The Daily Telegraph

Recipe for success

- Ben Marlow

Premier Foods comes back from the dead

Amazing what you can achieve by kicking out a lame duck chief executive. In the case of Premier Foods however, few expected the departure of Gavin Darby to have such a dramatic effect. The stock market had all but given up on it.

Yet under the deft hand of Darby’s successor Alex Whitehouse, one of the UK’S long standing zombie companies has finally had some life breathed into it. Its revival provides hope to every corporate basket-case in the land, so Aston Martin and Flybe shouldn’t be written off just yet.

In recent years, what was once Premier’s greatest strength has risked becoming its biggest weakness. Its heritage brands could be found in households across the land. Bird’s Custard Powder, for example, is nearly 200 years old and no respectabl­e larder was without one of its distinctiv­e red, yellow and blue tins. But eating habits are changing rapidly and labels such as Bisto and Oxo are no longer staples of the kitchen cupboards, so Premier has had to ramp up marketing to give its brands a new lease of life.

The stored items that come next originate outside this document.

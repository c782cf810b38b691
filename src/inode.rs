//! Inode storage.
//!
//! An inode is one of three kinds — regular, directory, symlink — carried as
//! a tagged enum rather than the base-class-plus-downcast shape a C++
//! original would use. Every kind shares the stat-relevant fields
//! (identifier, link count, mode bits, timestamps, xattrs); only the payload
//! differs.

use crate::consts;
use crate::dirent::DirEntry;
use crate::slab::Identified;
use crate::sparse::RangeList;
use crate::time::Timestamp;
use crate::xattr::XattrList;

#[derive(Debug, Clone)]
pub enum Payload {
    Regular { data: RangeList, size: u64 },
    Directory { entries: Vec<DirEntry> },
    Symlink { target: String },
}

#[derive(Debug, Clone)]
pub struct Inode {
    id: u64,
    pub mode: u32,
    pub nlink: u32,
    pub uid: u32,
    pub gid: u32,
    pub atime: Timestamp,
    pub mtime: Timestamp,
    pub ctime: Timestamp,
    pub btime: Timestamp,
    pub xattrs: XattrList,
    pub payload: Payload,
}

impl Identified for Inode {
    fn id(&self) -> u64 {
        self.id
    }
    fn set_id(&mut self, id: u64) {
        self.id = id;
    }
}

impl Inode {
    pub fn new_regular(mode: u32, now: Timestamp) -> Self {
        Inode {
            id: 0,
            mode: (mode & !consts::S_IFMT) | consts::S_IFREG,
            nlink: 1,
            uid: 0,
            gid: 0,
            atime: now,
            mtime: now,
            ctime: now,
            btime: now,
            xattrs: XattrList::default(),
            payload: Payload::Regular {
                data: RangeList::new(),
                size: 0,
            },
        }
    }

    pub fn new_directory(mode: u32, parent_id: u64, self_id_placeholder: u64, now: Timestamp) -> Self {
        let entries = vec![
            DirEntry::new(".", self_id_placeholder),
            DirEntry::new("..", parent_id),
        ];
        Inode {
            id: 0,
            mode: (mode & !consts::S_IFMT) | consts::S_IFDIR,
            nlink: 2,
            uid: 0,
            gid: 0,
            atime: now,
            mtime: now,
            ctime: now,
            btime: now,
            xattrs: XattrList::default(),
            payload: Payload::Directory { entries },
        }
    }

    pub fn new_symlink(target: &str, now: Timestamp) -> Self {
        Inode {
            id: 0,
            mode: 0o777 | consts::S_IFLNK,
            nlink: 1,
            uid: 0,
            gid: 0,
            atime: now,
            mtime: now,
            ctime: now,
            btime: now,
            xattrs: XattrList::default(),
            payload: Payload::Symlink {
                target: target.to_string(),
            },
        }
    }

    pub fn is_dir(&self) -> bool {
        matches!(self.payload, Payload::Directory { .. })
    }

    pub fn is_regular(&self) -> bool {
        matches!(self.payload, Payload::Regular { .. })
    }

    pub fn is_symlink(&self) -> bool {
        matches!(self.payload, Payload::Symlink { .. })
    }

    pub fn file_type_bits(&self) -> u32 {
        match &self.payload {
            Payload::Regular { .. } => consts::S_IFREG,
            Payload::Directory { .. } => consts::S_IFDIR,
            Payload::Symlink { .. } => consts::S_IFLNK,
        }
    }

    pub fn size(&self) -> u64 {
        match &self.payload {
            Payload::Regular { size, .. } => *size,
            Payload::Directory { entries } => (entries.len() * size_of_dirent()) as u64,
            Payload::Symlink { target } => target.len() as u64,
        }
    }

    pub fn as_regular(&self) -> Option<(&RangeList, u64)> {
        match &self.payload {
            Payload::Regular { data, size } => Some((data, *size)),
            _ => None,
        }
    }

    pub fn as_regular_mut(&mut self) -> Option<(&mut RangeList, &mut u64)> {
        match &mut self.payload {
            Payload::Regular { data, size } => Some((data, size)),
            _ => None,
        }
    }

    pub fn as_dir(&self) -> Option<&[DirEntry]> {
        match &self.payload {
            Payload::Directory { entries } => Some(entries),
            _ => None,
        }
    }

    pub fn as_dir_mut(&mut self) -> Option<&mut Vec<DirEntry>> {
        match &mut self.payload {
            Payload::Directory { entries } => Some(entries),
            _ => None,
        }
    }

    pub fn as_symlink(&self) -> Option<&str> {
        match &self.payload {
            Payload::Symlink { target } => Some(target),
            _ => None,
        }
    }

    pub fn touch_atime(&mut self, now: Timestamp) {
        self.atime = now;
    }

    pub fn touch_mtime(&mut self, now: Timestamp) {
        self.mtime = now;
        self.ctime = now;
    }

    pub fn touch_ctime(&mut self, now: Timestamp) {
        self.ctime = now;
    }
}

/// Nominal directory-entry record size used only to report a plausible
/// `st_size` for directories (no bytes are actually laid out this way).
fn size_of_dirent() -> usize {
    32
}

The latest results suggest a decision to double investment in marketing and advertisin­g has really paid off. Sales of Mr Kipling cakes, for example, jumped 10pc after the brand was relaunched with a new television advertisin­g campaign.

But what will please management even more is that growth is accelerati­ng across the board. Total turnover increased 2.6pc in the 13 weeks to Dec 28, an advance on a 2.4pc spike in the first half of its year when it turned a £2.2m loss into £15m of profit. That means Premier Foods has now notched up 10 consecutiv­e quarters of revenue growth.

After rising 2pc in response, the shares have hit the dizzy heights of 44p, not far off an 18-month high. Still, this is Premier Foods after all. Its share price has been stuck somewhere between 30p to 50p for years, and investors won’t need reminding that Darby turned his nose up at a 65p-ashare takeover approach in 2016.

As ever, debt levels cast a large cloud over proceeding­s. To be fair to Darby, borrowings halved from £1bn on his watch, and although they continue to gradually come down, net debt was still £470m at the end of last year. That’s £100m more than Premier’s market cap.

If Whitehouse can repair the balance sheet, Premier may finally have the recipe it has been missing for so long.

Flybe’s backdoor bailout

Flybe had to come clean eventually. A cacophony of criticism against the airline’s rescue by the Government reached a crescendo with the interventi­on of Ryanair’s Michael O’leary, a man who would probably fight his own reflection.

O’leary has accused the Government of a “grubby cover-up” and is threatenin­g legal action at home and in Brussels. IAG’S Willie Walsh and easyjet’s Johan Lundgren have also voiced their strong disapprova­l.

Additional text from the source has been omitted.